*** Opening of Data to examine ***

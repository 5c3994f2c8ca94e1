/*!
The backup pipeline: scan, snapshot, compare, report.

[`BackupEngine`] ties a [`RecordStoreClient`] to the file-level pieces of the
crate. The snapshot is the primary artifact of a run; the change report is
secondary, so report problems are returned inside [`BackupOutcome`] instead
of failing a backup whose snapshot is already on disk.
*/

use std::path::{Path, PathBuf};

use tracing::{info, warn};

use crate::config::DiffConfig;
use crate::diff::{ChangeReport, DiffEngine};
use crate::record::{Record, DEFAULT_IDENTITY_KEY};
use crate::report::{ReportFormat, ReportWriter};
use crate::restore::{restore_file, RestoreSummary};
use crate::scanner::scan_table;
use crate::selector::SnapshotSelector;
use crate::snapshot::{read_snapshot, Snapshot, SnapshotWriter};
use crate::store::RecordStoreClient;
use crate::{Result, TableSnapError};

/// Parameters of a single backup run
#[derive(Debug, Clone, PartialEq, Eq)]
pub struct BackupRequest {
    pub table_name: String,
    pub output_dir: PathBuf,
    /// File base name; defaults to the table name
    pub base_file_name: Option<String>,
    pub include_timestamp: bool,
    /// Produce a change report against the previous snapshot
    pub report: Option<ReportFormat>,
}

impl BackupRequest {
    /// Timestamped backup of `table_name` into `output_dir`, no report
    pub fn new<S: Into<String>, P: Into<PathBuf>>(table_name: S, output_dir: P) -> Self {
        Self {
            table_name: table_name.into(),
            output_dir: output_dir.into(),
            base_file_name: None,
            include_timestamp: true,
            report: None,
        }
    }

    pub fn with_base_file_name<S: Into<String>>(mut self, base_file_name: S) -> Self {
        self.base_file_name = Some(base_file_name.into());
        self
    }

    pub fn with_timestamp(mut self, include_timestamp: bool) -> Self {
        self.include_timestamp = include_timestamp;
        self
    }

    pub fn with_report(mut self, format: ReportFormat) -> Self {
        self.report = Some(format);
        self
    }

    /// Base name used for snapshot and report files
    pub fn base_name(&self) -> &str {
        self.base_file_name.as_deref().unwrap_or(&self.table_name)
    }
}

/// What happened to the change report of a backup run
#[derive(Debug)]
pub enum ReportOutcome {
    NotRequested,
    /// No earlier snapshot of this base name exists
    NoPreviousSnapshot,
    NoChanges { previous: PathBuf },
    Written {
        previous: PathBuf,
        path: PathBuf,
        changes: usize,
    },
    /// The snapshot was written but the report could not be produced
    Failed(TableSnapError),
}

impl ReportOutcome {
    pub fn is_failed(&self) -> bool {
        matches!(self, ReportOutcome::Failed(_))
    }
}

/// Result of a backup whose snapshot reached disk
#[derive(Debug)]
pub struct BackupOutcome {
    pub snapshot_path: PathBuf,
    pub record_count: usize,
    pub report: ReportOutcome,
}

/// Runs backups and restores against one record store
///
/// # Example
/// ```rust
/// use serde_json::json;
/// use tablesnap_core::{BackupEngine, BackupRequest, DiffConfig, MemoryRecordStore};
///
/// let store = MemoryRecordStore::new("id");
/// store.insert("users", json!([{"id": 1, "number": 1}]))?;
///
/// let dir = tempfile::tempdir()?;
/// let engine = BackupEngine::new(store, DiffConfig::default());
/// let outcome = engine.backup(&BackupRequest::new("users", dir.path()))?;
/// assert_eq!(outcome.record_count, 1);
/// # Ok::<(), Box<dyn std::error::Error>>(())
/// ```
#[derive(Debug)]
pub struct BackupEngine<C: RecordStoreClient> {
    client: C,
    diff_config: DiffConfig,
}

impl<C: RecordStoreClient> BackupEngine<C> {
    pub fn new(client: C, diff_config: DiffConfig) -> Self {
        Self {
            client,
            diff_config,
        }
    }

    pub fn client(&self) -> &C {
        &self.client
    }

    pub fn diff_config(&self) -> &DiffConfig {
        &self.diff_config
    }

    /// Back up one table and optionally report changes since the last backup
    ///
    /// The previous snapshot is chosen before the new one is written, so a
    /// run never compares a snapshot with itself.
    ///
    /// # Errors
    /// * `TableSnapError::Retrieval` - the scan failed; nothing was written
    /// * `TableSnapError::Persistence` - the snapshot could not be written
    pub fn backup(&self, request: &BackupRequest) -> Result<BackupOutcome> {
        let table = request.table_name.as_str();
        let base_name = request.base_name();

        let records = scan_table(&self.client, table)?;

        let previous = match request.report {
            Some(_) => Some(self.load_previous(&request.output_dir, base_name)),
            None => None,
        };

        let snapshot = Snapshot::capture(table, request.base_file_name.as_deref(), records);
        let snapshot_path = SnapshotWriter::new(&request.output_dir)
            .with_timestamp(request.include_timestamp)
            .write_snapshot(&snapshot)?;

        let report = match (request.report, previous) {
            (Some(format), Some(previous)) => {
                let writer = ReportWriter::new(&request.output_dir).with_format(format);
                self.report_changes(&writer, &snapshot, previous)
            }
            _ => ReportOutcome::NotRequested,
        };

        if let ReportOutcome::Failed(e) = &report {
            warn!(table = %table, error = %e, "Backup written but change report failed");
        }

        info!(
            table = %table,
            records = snapshot.records.len(),
            path = %snapshot_path.display(),
            "Backup complete"
        );

        Ok(BackupOutcome {
            snapshot_path,
            record_count: snapshot.records.len(),
            report,
        })
    }

    /// Restore a snapshot file into `table`
    pub fn restore_file<P: AsRef<Path>>(&self, table: &str, path: P) -> Result<RestoreSummary> {
        restore_file(&self.client, table, path)
    }

    /// Identity field for `table`: configured, else the partition key, else `id`
    pub fn identity_key(&self, table: &str) -> Result<String> {
        if let Some(key) = &self.diff_config.identity_key {
            return Ok(key.clone());
        }
        Ok(self
            .client
            .partition_key(table)?
            .unwrap_or_else(|| DEFAULT_IDENTITY_KEY.to_string()))
    }

    fn load_previous(
        &self,
        output_dir: &Path,
        base_name: &str,
    ) -> Result<Option<(PathBuf, Vec<Record>)>> {
        let selector = SnapshotSelector::from_mode(self.diff_config.match_mode);
        match selector.find_previous(output_dir, base_name)? {
            Some(path) => {
                let records = read_snapshot(&path)?;
                Ok(Some((path, records)))
            }
            None => Ok(None),
        }
    }

    fn report_changes(
        &self,
        writer: &ReportWriter,
        snapshot: &Snapshot,
        previous: Result<Option<(PathBuf, Vec<Record>)>>,
    ) -> ReportOutcome {
        let (previous_path, previous_records) = match previous {
            Ok(Some(previous)) => previous,
            Ok(None) => return ReportOutcome::NoPreviousSnapshot,
            Err(e) => return ReportOutcome::Failed(e),
        };

        let metadata = &snapshot.metadata;
        let report =
            match self.build_report(&metadata.table_name, &previous_records, &snapshot.records) {
                Ok(report) => report,
                Err(e) => return ReportOutcome::Failed(e),
            };

        match writer.write(&report, &metadata.base_name, metadata.captured_at) {
            Ok(Some(path)) => ReportOutcome::Written {
                previous: previous_path,
                path,
                changes: report.len(),
            },
            Ok(None) => ReportOutcome::NoChanges {
                previous: previous_path,
            },
            Err(e) => ReportOutcome::Failed(e),
        }
    }

    fn build_report(
        &self,
        table: &str,
        previous: &[Record],
        current: &[Record],
    ) -> Result<ChangeReport> {
        let engine = DiffEngine::new(self.identity_key(table)?)
            .with_policy(self.diff_config.field_policy);
        let mut report = engine.diff(Some(previous), current)?;
        report.sort_by_field(&self.diff_config.ordering_field)?;
        Ok(report)
    }
}

/// Compare two snapshot files offline and return the sorted report
///
/// Without a store to ask, the identity key is the configured one or `id`.
pub fn diff_snapshot_files<P: AsRef<Path>, Q: AsRef<Path>>(
    old: P,
    new: Q,
    config: &DiffConfig,
) -> Result<ChangeReport> {
    let previous = read_snapshot(old)?;
    let current = read_snapshot(new)?;

    let identity_key = config
        .identity_key
        .clone()
        .unwrap_or_else(|| DEFAULT_IDENTITY_KEY.to_string());
    let mut report = DiffEngine::new(identity_key)
        .with_policy(config.field_policy)
        .diff(Some(previous.as_slice()), &current)?;
    report.sort_by_field(&config.ordering_field)?;
    Ok(report)
}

*** Close of Data to examine ***

• [Task statement] When the word "Result" shows up in a line of the entries, pull that line out.

• [Output for this exercise]
use crate::{Result, TableSnapError};
/// Result of a backup whose snapshot reached disk
    pub fn backup(&self, request: &BackupRequest) -> Result<BackupOutcome> {
    pub fn restore_file<P: AsRef<Path>>(&self, table: &str, path: P) -> Result<RestoreSummary> {
    pub fn identity_key(&self, table: &str) -> Result<String> {
    ) -> Result<Option<(PathBuf, Vec<Record>)>> {
        previous: Result<Option<(PathBuf, Vec<Record>)>>,
    ) -> Result<ChangeReport> {
) -> Result<ChangeReport> {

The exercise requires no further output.